At least once a week and sometimes as frequently as once a day, I get calls from clients and potential clients about lottery winnings. Often, by the time they seek legal advice, their money is gone. The Federal Trade Commission has been actively working to stop the lottery fraud and scams, but new ones emerge much more quickly than old ones are shut down. However, the ftc.gov website is a good resource for checking out the latest information on known scams and for reporting new ones. I have included an article from their website below.
You (haven’t really) won!
by Lois Greisman
Associate Director, Division of Marketing Practices, FTC
For years, we’ve been hearing about lottery scams: the imposter who convinces you that you’ve won the lottery (you didn’t) – and all you have to do is pay some fees to collect your millions (you won’t). And for years, we’ve been hearing about lottery scams that originate in Jamaica, where telemarketing lottery scams became a cottage industry in some parts of the island.

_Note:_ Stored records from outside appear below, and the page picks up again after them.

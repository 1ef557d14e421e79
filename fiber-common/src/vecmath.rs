use serde::{Deserialize, Serialize};
use std::ops::{Add, AddAssign, Div, Mul, Neg, Sub};

/// A point or displacement in the (y, z) cross-section plane.
///
/// Fields are named after the cross-section axes rather than `x`/`y`,
/// `x` being the fiber axis everywhere in this workspace.
#[derive(Debug, Copy, Clone, PartialEq, Default, Serialize, Deserialize)]
pub struct Vec2 {
    pub y: f64,
    pub z: f64,
}

impl Vec2 {
    /// Creates a new Vec2.
    pub fn new(y: f64, z: f64) -> Self {
        Vec2 { y, z }
    }

    /// Creates a zero vector.
    pub fn zero() -> Self {
        Vec2 { y: 0.0, z: 0.0 }
    }

    /// Squared length of the vector.
    pub fn length_squared(&self) -> f64 {
        self.y * self.y + self.z * self.z
    }

    /// Length of the vector.
    pub fn length(&self) -> f64 {
        self.length_squared().sqrt()
    }

    /// Unit vector with the same direction, or zero for a (near) zero vector.
    pub fn normalize_or_zero(&self) -> Self {
        let len_sq = self.length_squared();
        if len_sq > 1e-24 {
            let inv_len = 1.0 / len_sq.sqrt();
            Vec2 { y: self.y * inv_len, z: self.z * inv_len }
        } else {
            Vec2::zero()
        }
    }

    pub fn dot(&self, other: Vec2) -> f64 {
        self.y * other.y + self.z * other.z
    }

    /// Squared distance to another point.
    pub fn distance_squared(&self, other: Vec2) -> f64 {
        let dy = self.y - other.y;
        let dz = self.z - other.z;
        dy * dy + dz * dz
    }

    /// Distance to another point.
    pub fn distance(&self, other: Vec2) -> f64 {
        self.distance_squared(other).sqrt()
    }

    /// Rotates the vector counter-clockwise by `angle_rad` around the origin.
    pub fn rotated(&self, angle_rad: f64) -> Self {
        let (s, c) = angle_rad.sin_cos();
        Vec2 {
            y: c * self.y - s * self.z,
            z: s * self.y + c * self.z,
        }
    }

    /// Rotates the point counter-clockwise by `angle_rad` around `center`.
    pub fn rotated_about(&self, center: Vec2, angle_rad: f64) -> Self {
        (*self - center).rotated(angle_rad) + center
    }

    pub fn is_finite(&self) -> bool {
        self.y.is_finite() && self.z.is_finite()
    }
}

impl Add for Vec2 {
    type Output = Self;
    fn add(self, other: Self) -> Self {
        Self { y: self.y + other.y, z: self.z + other.z }
    }
}

impl AddAssign for Vec2 {
    fn add_assign(&mut self, other: Self) {
        self.y += other.y;
        self.z += other.z;
    }
}

impl Sub for Vec2 {
    type Output = Self;
    fn sub(self, other: Self) -> Self {
        Self { y: self.y - other.y, z: self.z - other.z }
    }
}

impl Neg for Vec2 {
    type Output = Self;
    fn neg(self) -> Self {
        Self { y: -self.y, z: -self.z }
    }
}

impl Mul<f64> for Vec2 {
    type Output = Self;
    fn mul(self, scalar: f64) -> Self {
        Self { y: self.y * scalar, z: self.z * scalar }
    }
}

impl Div<f64> for Vec2 {
    type Output = Self;
    fn div(self, scalar: f64) -> Self {
        Self { y: self.y / scalar, z: self.z / scalar }
    }
}

impl From<(f64, f64)> for Vec2 {
    fn from((y, z): (f64, f64)) -> Self {
        Vec2 { y, z }
    }
}

#[cfg(test)]
mod tests {
    use super::*;

    #[test]
    fn rotation_quarter_turn() {
        let v = Vec2::new(1.0, 0.0).rotated(std::f64::consts::FRAC_PI_2);
        assert!(v.y.abs() < 1e-12);
        assert!((v.z - 1.0).abs() < 1e-12);
    }

    #[test]
    fn rotation_about_center_keeps_distance() {
        let c = Vec2::new(3.0, -2.0);
        let p = Vec2::new(5.0, 1.0);
        let r = p.rotated_about(c, 0.7);
        assert!((r.distance(c) - p.distance(c)).abs() < 1e-12);
    }

    #[test]
    fn normalize_zero_vector_is_zero() {
        assert_eq!(Vec2::zero().normalize_or_zero(), Vec2::zero());
        let n = Vec2::new(3.0, 4.0).normalize_or_zero();
        assert!((n.length() - 1.0).abs() < 1e-12);
    }

    #[test]
    fn scalar_product_scales_both_axes() {
        assert_eq!(Vec2::new(1.5, -2.0) * 2.0, Vec2::new(3.0, -4.0));
    }
}
//! Population files.
//!
//! CSV files hold one fiber per row, `diameter,type,y,z[,node_shift]`, with
//! the type coded 1 (myelinated) or 0 (unmyelinated) and `NaN` for unset
//! values. Lines starting with `#` are comments. Files ending in `.json`
//! hold a serialized [`PopulationData`].

use crate::error::{PackingError, Result};
use crate::population::{FiberType, PopulationData};
use log::info;
use std::fs::File;
use std::io::{BufWriter, Write};
use std::path::Path;

fn is_json(path: &Path) -> bool {
    path.extension().is_some_and(|e| e.eq_ignore_ascii_case("json"))
}

pub fn save_population(path: &Path, data: &PopulationData, comment: Option<&str>) -> Result<()> {
    if is_json(path) {
        let mut out = BufWriter::new(File::create(path).map_err(|e| PackingError::io(path, e))?);
        serde_json::to_writer_pretty(&mut out, data)?;
        out.flush().map_err(|e| PackingError::io(path, e))?;
    } else {
        save_population_csv(path, data, comment)?;
    }
    info!("Population of {} fibers saved to {}", data.diameters.len(), path.display());
    Ok(())
}

pub fn load_population(path: &Path) -> Result<PopulationData> {
    if is_json(path) {
        let file = File::open(path).map_err(|e| PackingError::io(path, e))?;
        Ok(serde_json::from_reader(std::io::BufReader::new(file))?)
    } else {
        load_population_csv(path)
    }
}

fn save_population_csv(path: &Path, data: &PopulationData, comment: Option<&str>) -> Result<()> {
    let mut out = BufWriter::new(File::create(path).map_err(|e| PackingError::io(path, e))?);
    if let Some(comment) = comment {
        for line in comment.lines() {
            writeln!(out, "# {line}").map_err(|e| PackingError::io(path, e))?;
        }
    }

    let mut writer = csv::WriterBuilder::new().has_headers(false).from_writer(out);
    let value = |col: &Option<Vec<f64>>, i: usize| col.as_ref().map_or(f64::NAN, |c| c[i]);
    for (i, (&d, t)) in data.diameters.iter().zip(&data.types).enumerate() {
        let mut row = vec![d.to_string(), t.code().to_string(), value(&data.y, i).to_string(), value(&data.z, i).to_string()];
        if data.node_shift.is_some() {
            row.push(value(&data.node_shift, i).to_string());
        }
        writer.write_record(&row)?;
    }
    writer.flush().map_err(|e| PackingError::io(path, e))?;
    Ok(())
}

fn load_population_csv(path: &Path) -> Result<PopulationData> {
    let mut reader = csv::ReaderBuilder::new()
        .has_headers(false)
        .comment(Some(b'#'))
        .trim(csv::Trim::All)
        .flexible(true)
        .from_path(path)?;

    let mut data = PopulationData::default();
    let (mut y, mut z, mut shift) = (Vec::new(), Vec::new(), Vec::new());
    for (row, record) in reader.records().enumerate() {
        let record = record?;
        let field = |i: usize| -> Result<f64> {
            match record.get(i) {
                None | Some("") => Ok(f64::NAN),
                Some(s) => s
                    .parse::<f64>()
                    .map_err(|e| PackingError::config(format!("{} row {}, column {}: {}", path.display(), row + 1, i, e))),
            }
        };
        data.diameters.push(field(0)?);
        let code = field(1)?;
        data.types.push(
            FiberType::from_code(code)
                .ok_or_else(|| PackingError::config(format!("{} row {}: unknown fiber type {}", path.display(), row + 1, code)))?,
        );
        y.push(field(2)?);
        z.push(field(3)?);
        shift.push(field(4)?);
    }

    let any_finite = |v: &[f64]| v.iter().any(|x| x.is_finite());
    if any_finite(&y) || any_finite(&z) {
        data.y = Some(y);
        data.z = Some(z);
    }
    if any_finite(&shift) {
        data.node_shift = Some(shift);
    }
    Ok(data)
}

Here at the FTC, we’ve helped criminal law enforcers investigate these types of cases. I’m happy to report that our sister agency, the Department of Justice, recently extradited a Jamaican man on charges that he was part of an international lottery scheme targeting older adults in the U.S. He’s the first person to be extradited in this kind of case.
Here’s the story:
According to the indictment, a 28-year-old Jamaican man, Damion Bryan Barrett, called people in the U.S., spoofing phone numbers to make it look like the calls came from the U.S., and often claiming they were calling from the IRS or Federal Reserve, or a well-known sweepstakes company. Barrett, the indictment says, told people they had won cash and prizes – which they could collect if they sent up to thousands of dollars in “fees.” Then, Barrett and his colleagues allegedly told people to send money to middle-men in southern Florida, who sent the money on to Jamaica. But, says the indictment, not a single person actually got any money from their – ahem – winnings.

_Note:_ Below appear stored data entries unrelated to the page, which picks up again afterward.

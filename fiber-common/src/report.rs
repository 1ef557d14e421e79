use serde::{Deserialize, Serialize};

/// Pairwise-distance summary of a placed population.
///
/// Distances are edge-to-edge: center distance minus both radii.
#[derive(Debug, Clone, PartialEq, Serialize, Deserialize)]
pub struct PackingInfo {
    /// Number of fibers considered.
    pub n: usize,
    /// Smallest edge-to-edge distance over all pairs.
    pub min_dist: f64,
    /// Mean over fibers of each fiber's nearest edge-to-edge distance.
    pub avg_min_dist: f64,
    /// Largest per-fiber nearest edge-to-edge distance.
    pub max_min_dist: f64,
    /// Axis-aligned box of the centers: ((y_min, z_min), (y_max, z_max)).
    pub outer_box: ((f64, f64), (f64, f64)),
}

/// A record of one generation + placement run, written next to the population file.
#[derive(Debug, Clone, Serialize, Deserialize)]
pub struct PackingReport {
    pub n_fibers: usize,
    pub n_myelinated: usize,
    pub n_unmyelinated: usize,
    pub n_placed: usize,
    /// Placed fiber area over contour area.
    pub fiber_volume_fraction: f64,
    #[serde(skip_serializing_if = "Option::is_none")] // Don't write "packing": null
    pub packing: Option<PackingInfo>,
}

If he’s convicted, Barrett faces prison time, a fine, and mandatory restitution to the victims of his scam. But whatever happens in court, this extradition shows how serious the Department of Justice and its law enforcement partners are about cracking down on people who try to defraud American consumers. That’s good news for all of us.
Meanwhile, if you get a call or email that you’ve won something, follow this advice: never send money. And report the call or email so we can help in the fight against these scammers.
* The information contained in this Blog is intended for general information and educational purposes only and does not constitute legal advice or an opinion of counsel.